What you are asked to do>
When you reach the line that contains "Self::from_lookup(|key| std::env::var(key).ok())" in the data below, start reproducing lines exactly, and stop after the line that contains "assert_eq!(config.tick_interval, Duration::from_millis(80));".

(Saved entries)
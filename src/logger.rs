//! The facade a leveled logger builds on: indentation, plain lines and
//! spinner creation, all routed through one coordinator.

use std::time::Duration;

use crossterm::style::Color;

use crate::config::Config;
use crate::consts::{DEFAULT_PADDING, DEFAULT_TICK_INTERVAL, indent};
use crate::coordinator::{self, CoordinatorHandle, SpinnerSpec};
use crate::frames;
use crate::output::Sink;
use crate::spinner::{Spinner, SpinnerId};
use crate::terminal;

/// Writes plain lines and owns spinners. Must be created inside a tokio
/// runtime. Clones share the same coordinator.
#[derive(Debug, Clone)]
pub struct Logger {
    coordinator: CoordinatorHandle,
    indent: usize,
}

impl Logger {
    /// Render to the configured standard stream.
    pub fn new(config: Config) -> Self {
        let terminal = terminal::detect(config.terminal, config.stream);
        let sink = config.stream.sink();
        Self::spawn(config, sink, terminal)
    }

    /// [`Logger::new`] with [`Config::from_env`].
    pub fn from_env() -> Self {
        Self::new(Config::from_env())
    }

    /// Render into an arbitrary sink. Without an explicit
    /// [`Config::terminal`] the sink is treated as plain output.
    pub fn with_sink(config: Config, sink: Sink) -> Self {
        let terminal = config.terminal.unwrap_or(false);
        Self::spawn(config, sink, terminal)
    }

    fn spawn(config: Config, sink: Sink, terminal: bool) -> Self {
        Self {
            coordinator: coordinator::spawn(config, sink, terminal),
            indent: 0,
        }
    }

    pub fn is_terminal(&self) -> bool {
        self.coordinator.is_terminal()
    }

    pub fn indent_level(&self) -> usize {
        self.indent
    }

    /// A logger one level deeper sharing this one's output.
    pub fn indented(&self) -> Self {
        self.with_indent(self.indent + 1)
    }

    pub fn with_indent(&self, level: usize) -> Self {
        Self {
            coordinator: self.coordinator.clone(),
            indent: level,
        }
    }

    pub fn coordinator(&self) -> &CoordinatorHandle {
        &self.coordinator
    }

    /// Print a plain line. While spinners animate in a terminal the line
    /// goes below them and they keep animating above it.
    pub async fn println(&self, text: impl AsRef<str>) {
        let line = format!("{}{}", indent(self.indent), text.as_ref());
        self.coordinator.print(line).await;
    }

    /// Configure a spinner. Indentation is bound now, not at start.
    pub fn spinner(&self, message: impl Into<String>) -> SpinnerBuilder {
        SpinnerBuilder {
            coordinator: self.coordinator.clone(),
            indent: self.indent,
            message: message.into(),
            frames: frames::to_owned(frames::DOTS),
            color: Color::Cyan,
            interval: DEFAULT_TICK_INTERVAL,
            padding: DEFAULT_PADDING,
        }
    }

    /// Start a spinner in one call.
    pub async fn create_spinner(
        &self,
        message: impl Into<String>,
        frame_set: &[&str],
        color: Color,
        interval: Duration,
    ) -> Spinner {
        self.spinner(message)
            .frames(frame_set.iter().copied())
            .color(color)
            .interval(interval)
            .start()
            .await
    }

    /// Stop rendering. Spinners still running are left as they are.
    pub async fn shutdown(&self) {
        self.coordinator.shutdown().await;
    }
}

/// Builder returned by [`Logger::spinner`].
#[derive(Debug)]
pub struct SpinnerBuilder {
    coordinator: CoordinatorHandle,
    indent: usize,
    message: String,
    frames: Vec<String>,
    color: Color,
    interval: Duration,
    padding: usize,
}

impl SpinnerBuilder {
    /// Empty sets fall back to a built-in two-glyph default.
    pub fn frames<I, S>(mut self, frames: I) -> Self
    where
        I: IntoIterator<Item = S>,
        S: Into<String>,
    {
        self.frames = frames.into_iter().map(Into::into).collect();
        self
    }

    pub fn color(mut self, color: Color) -> Self {
        self.color = color;
        self
    }

    pub fn interval(mut self, interval: Duration) -> Self {
        self.interval = interval;
        self
    }

    /// Spaces between glyph and message; large values are clamped.
    pub fn padding(mut self, padding: usize) -> Self {
        self.padding = padding;
        self
    }

    pub async fn start(self) -> Spinner {
        let spec = SpinnerSpec {
            id: SpinnerId::next(),
            message: self.message,
            frames: frames::normalize(self.frames),
            color: self.color,
            padding: self.padding,
            indent: self.indent,
            interval: self.interval,
        };
        Spinner::start(self.coordinator, spec).await
    }
}

#[cfg(test)]
mod tests {
    use super::*;
    use crate::output::SharedBuffer;

    fn plain_logger() -> (Logger, SharedBuffer) {
        let buffer = SharedBuffer::new();
        let logger = Logger::with_sink(Config::default(), buffer.sink());
        (logger, buffer)
    }

    #[tokio::test]
    async fn sink_without_override_is_plain() {
        let (logger, _) = plain_logger();
        assert!(!logger.is_terminal());
    }

    #[tokio::test]
    async fn println_applies_indentation() {
        let (logger, buffer) = plain_logger();
        logger.println("top").await;
        logger.indented().println("nested").await;
        assert_eq!(buffer.contents(), "top\n  nested\n");
    }

    #[tokio::test]
    async fn spinner_binds_indent_at_creation() {
        let (logger, buffer) = plain_logger();
        let child = logger.indented();
        let builder = child.spinner("child task");
        let spinner = builder.start().await;
        spinner.success("child done").await;
        assert!(buffer.contents().contains("  ✓ child done"));
    }

    #[tokio::test]
    async fn create_spinner_with_empty_frames_falls_back() {
        let (logger, buffer) = plain_logger();
        let spinner = logger
            .create_spinner("fallback", &[], Color::Green, Duration::from_millis(50))
            .await;
        spinner.stop().await;
        assert!(buffer.contents().starts_with("- fallback\n"));
    }

    #[tokio::test]
    async fn builder_padding_is_clamped() {
        let (logger, buffer) = plain_logger();
        let spinner = logger
            .spinner("wide")
            .frames(["*"])
            .padding(1_000)
            .start()
            .await;
        spinner.stop().await;
        let first = buffer.contents().lines().next().unwrap().to_string();
        assert_eq!(first, format!("*{}wide", " ".repeat(crate::consts::MAX_PADDING)));
    }

    #[tokio::test]
    async fn clones_share_output() {
        let (logger, buffer) = plain_logger();
        let other = logger.clone();
        logger.println("one").await;
        other.println("two").await;
        assert_eq!(buffer.contents(), "one\ntwo\n");
    }
}
//! Composition of spinner and completion lines.

use crossterm::style::{Color, Stylize};

use crate::consts::{MAX_PADDING, indent};

/// The terminal transition a spinner finished with.
#[derive(Debug, Clone, Copy, PartialEq, Eq)]
pub enum CompletionKind {
    Stopped,
    Succeeded,
    Errored,
    Replaced,
}

impl CompletionKind {
    pub fn bullet(self) -> Option<&'static str> {
        match self {
            Self::Stopped => None,
            Self::Succeeded => Some("✓"),
            Self::Errored => Some("✗"),
            Self::Replaced => Some("ℹ"),
        }
    }

    pub fn color(self) -> Option<Color> {
        match self {
            Self::Stopped => None,
            Self::Succeeded => Some(Color::Green),
            Self::Errored => Some(Color::Red),
            Self::Replaced => Some(Color::Blue),
        }
    }
}

/// Final text rendered in place of a spinner.
#[derive(Debug, Clone, PartialEq)]
pub struct Completion {
    pub kind: CompletionKind,
    /// `None` keeps the spinner's current message.
    pub text: Option<String>,
    pub color: Option<Color>,
    pub bullet: Option<&'static str>,
}

impl Completion {
    fn new(kind: CompletionKind, text: Option<String>) -> Self {
        Self {
            kind,
            text,
            color: kind.color(),
            bullet: kind.bullet(),
        }
    }

    pub fn stop() -> Self {
        Self::new(CompletionKind::Stopped, None)
    }

    pub fn success(text: impl Into<String>) -> Self {
        Self::new(CompletionKind::Succeeded, Some(text.into()))
    }

    pub fn error(text: impl Into<String>) -> Self {
        Self::new(CompletionKind::Errored, Some(text.into()))
    }

    pub fn replace(text: impl Into<String>) -> Self {
        Self::new(CompletionKind::Replaced, Some(text.into()))
    }
}

pub fn clamp_padding(padding: usize) -> usize {
    padding.min(MAX_PADDING)
}

/// Colorize `text`, but only when writing to a terminal.
pub fn paint(text: &str, color: Option<Color>, terminal: bool) -> String {
    match color {
        Some(color) if terminal => text.with(color).to_string(),
        _ => text.to_string(),
    }
}

fn compose(level: usize, marker: Option<String>, padding: usize, message: &str) -> String {
    let mut line = indent(level);
    if let Some(marker) = marker {
        line.push_str(&marker);
        if !message.is_empty() {
            line.push_str(&" ".repeat(clamp_padding(padding).max(1)));
        }
    }
    line.push_str(message);
    line
}

/// One animation frame: indentation, glyph, padding, message.
pub fn spinner_line(
    level: usize,
    glyph: &str,
    color: Color,
    padding: usize,
    message: &str,
    terminal: bool,
) -> String {
    compose(level, Some(paint(glyph, Some(color), terminal)), padding, message)
}

/// A completion, falling back to `current` when it carries no text.
pub fn completion_line(
    level: usize,
    padding: usize,
    completion: &Completion,
    current: &str,
    terminal: bool,
) -> String {
    let text = completion.text.as_deref().unwrap_or(current);
    let marker = completion
        .bullet
        .map(|bullet| paint(bullet, completion.color, terminal));
    compose(level, marker, padding, text)
}
//! Runtime configuration for the coordinator and its writer.
//!
//! Everything is an explicit value handed to [`Logger`](crate::Logger) at
//! construction. Environment variables are read once, by
//! [`Config::from_env`], never consulted again afterwards.

use std::time::Duration;

use crate::consts::{
    DEBUG_ENV, DEFAULT_CLEANUP_INTERVAL, DEFAULT_PLAIN_REPRINT_INTERVAL, DEFAULT_QUEUE_CAPACITY,
    DEFAULT_RESERVE_TIMEOUT, DEFAULT_TICK_INTERVAL, TERMINAL_ENV,
};
use crate::terminal::{Stream, parse_flag};

/// How much the diagnostic side channel reports. Never affects rendering.
#[derive(Debug, Clone, Copy, Default, PartialEq, Eq, PartialOrd, Ord)]
pub enum Verbosity {
    #[default]
    Off,
    /// Lifecycle events: registrations, completions, mode changes.
    Basic,
    /// Also dropped updates, reclaims and raw cursor operations.
    Verbose,
}

impl Verbosity {
    /// Parse a verbosity setting. Unknown values mean [`Verbosity::Off`].
    pub fn parse(value: &str) -> Self {
        match value.trim().to_ascii_lowercase().as_str() {
            "1" | "true" | "on" | "basic" => Self::Basic,
            "2" | "verbose" | "trace" | "all" => Self::Verbose,
            _ => Self::Off,
        }
    }
}

#[derive(Debug, Clone)]
pub struct Config {
    /// Animation tick shared by all spinners.
    pub tick_interval: Duration,
    /// Housekeeping tick that reclaims reserved lines.
    pub cleanup_interval: Duration,
    /// Minimum age of a reserved line before it can be reused.
    pub reserve_timeout: Duration,
    /// Plain-mode reprint period for running spinners. `None` prints once.
    pub plain_reprint_interval: Option<Duration>,
    /// Bound on queued coordinator and cursor requests.
    pub queue_capacity: usize,
    /// Terminal override. `None` asks the OS about [`Config::stream`].
    pub terminal: Option<bool>,
    /// Stream spinners render to.
    pub stream: Stream,
    pub verbosity: Verbosity,
    /// Panic on internal bookkeeping violations instead of logging them.
    pub strict: bool,
}

impl Default for Config {
    fn default() -> Self {
        Self {
            tick_interval: DEFAULT_TICK_INTERVAL,
            cleanup_interval: DEFAULT_CLEANUP_INTERVAL,
            reserve_timeout: DEFAULT_RESERVE_TIMEOUT,
            plain_reprint_interval: Some(DEFAULT_PLAIN_REPRINT_INTERVAL),
            queue_capacity: DEFAULT_QUEUE_CAPACITY,
            terminal: None,
            stream: Stream::Stderr,
            verbosity: Verbosity::Off,
            strict: false,
        }
    }
}

impl Config {
    /// Defaults, overridden by `MULTISPIN_TERMINAL` and `MULTISPIN_DEBUG`.
    pub fn from_env() -> Self {
        Self::from_lookup(|key| std::env::var(key).ok())
    }

    /// Like [`Config::from_env`] with a custom variable source.
    pub fn from_lookup(lookup: impl Fn(&str) -> Option<String>) -> Self {
        let mut config = Self::default();
        if let Some(value) = lookup(TERMINAL_ENV) {
            config.terminal = parse_flag(&value);
        }
        if let Some(value) = lookup(DEBUG_ENV) {
            config.verbosity = Verbosity::parse(&value);
        }
        config
    }

    /// Normalize out-of-range values instead of rejecting them.
    pub(crate) fn sanitized(mut self) -> Self {
        let floor = Duration::from_millis(1);
        self.tick_interval = self.tick_interval.max(floor);
        self.cleanup_interval = self.cleanup_interval.max(floor);
        self.queue_capacity = self.queue_capacity.max(1);
        self
    }
}

#[cfg(test)]
mod tests {
    use super::*;
    use std::collections::HashMap;

    fn lookup(vars: &[(&str, &str)]) -> impl Fn(&str) -> Option<String> {
        let map: HashMap<String, String> = vars
            .iter()
            .map(|(k, v)| (k.to_string(), v.to_string()))
            .collect();
        move |key| map.get(key).cloned()
    }

    #[test]
    fn defaults() {
        let config = Config::default();
        assert_eq!(config.tick_interval, Duration::from_millis(80));
        assert_eq!(config.cleanup_interval, Duration::from_secs(5));
        assert_eq!(config.reserve_timeout, Duration::from_secs(3));
        assert_eq!(config.terminal, None);
        assert_eq!(config.verbosity, Verbosity::Off);
        assert!(!config.strict);
    }

    #[test]
    fn verbosity_parse() {
        assert_eq!(Verbosity::parse("basic"), Verbosity::Basic);
        assert_eq!(Verbosity::parse("1"), Verbosity::Basic);
        assert_eq!(Verbosity::parse(" Verbose "), Verbosity::Verbose);
        assert_eq!(Verbosity::parse("2"), Verbosity::Verbose);
        assert_eq!(Verbosity::parse("off"), Verbosity::Off);
        assert_eq!(Verbosity::parse("garbage"), Verbosity::Off);
    }

    #[test]
    fn verbosity_is_ordered() {
        assert!(Verbosity::Off < Verbosity::Basic);
        assert!(Verbosity::Basic < Verbosity::Verbose);
    }

    #[test]
    fn lookup_without_vars_is_default() {
        let config = Config::from_lookup(lookup(&[]));
        assert_eq!(config.terminal, None);
        assert_eq!(config.verbosity, Verbosity::Off);
    }

    #[test]
    fn lookup_reads_overrides() {
        let config = Config::from_lookup(lookup(&[
            ("MULTISPIN_TERMINAL", "false"),
            ("MULTISPIN_DEBUG", "verbose"),
        ]));
        assert_eq!(config.terminal, Some(false));
        assert_eq!(config.verbosity, Verbosity::Verbose);
    }

    #[test]
    fn unparsable_terminal_flag_is_ignored() {
        let config = Config::from_lookup(lookup(&[("MULTISPIN_TERMINAL", "maybe")]));
        assert_eq!(config.terminal, None);
    }

    #[test]
    fn sanitized_clamps_zero_values() {
        let config = Config {
            tick_interval: Duration::ZERO,
            cleanup_interval: Duration::ZERO,
            queue_capacity: 0,
            ..Config::default()
        }
        .sanitized();
        assert!(config.tick_interval > Duration::ZERO);
        assert!(config.cleanup_interval > Duration::ZERO);
        assert_eq!(config.queue_capacity, 1);
    }
}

Result below>
        Self::from_lookup(|key| std::env::var(key).ok())
    }

    /// Like [`Config::from_env`] with a custom variable source.
    pub fn from_lookup(lookup: impl Fn(&str) -> Option<String>) -> Self {
        let mut config = Self::default();
        if let Some(value) = lookup(TERMINAL_ENV) {
            config.terminal = parse_flag(&value);
        }
        if let Some(value) = lookup(DEBUG_ENV) {
            config.verbosity = Verbosity::parse(&value);
        }
        config
    }

    /// Normalize out-of-range values instead of rejecting them.
    pub(crate) fn sanitized(mut self) -> Self {
        let floor = Duration::from_millis(1);
        self.tick_interval = self.tick_interval.max(floor);
        self.cleanup_interval = self.cleanup_interval.max(floor);
        self.queue_capacity = self.queue_capacity.max(1);
        self
    }
}

#[cfg(test)]
mod tests {
    use super::*;
    use std::collections::HashMap;

    fn lookup(vars: &[(&str, &str)]) -> impl Fn(&str) -> Option<String> {
        let map: HashMap<String, String> = vars
            .iter()
            .map(|(k, v)| (k.to_string(), v.to_string()))
            .collect();
        move |key| map.get(key).cloned()
    }

    #[test]
    fn defaults() {
        let config = Config::default();
        assert_eq!(config.tick_interval, Duration::from_millis(80));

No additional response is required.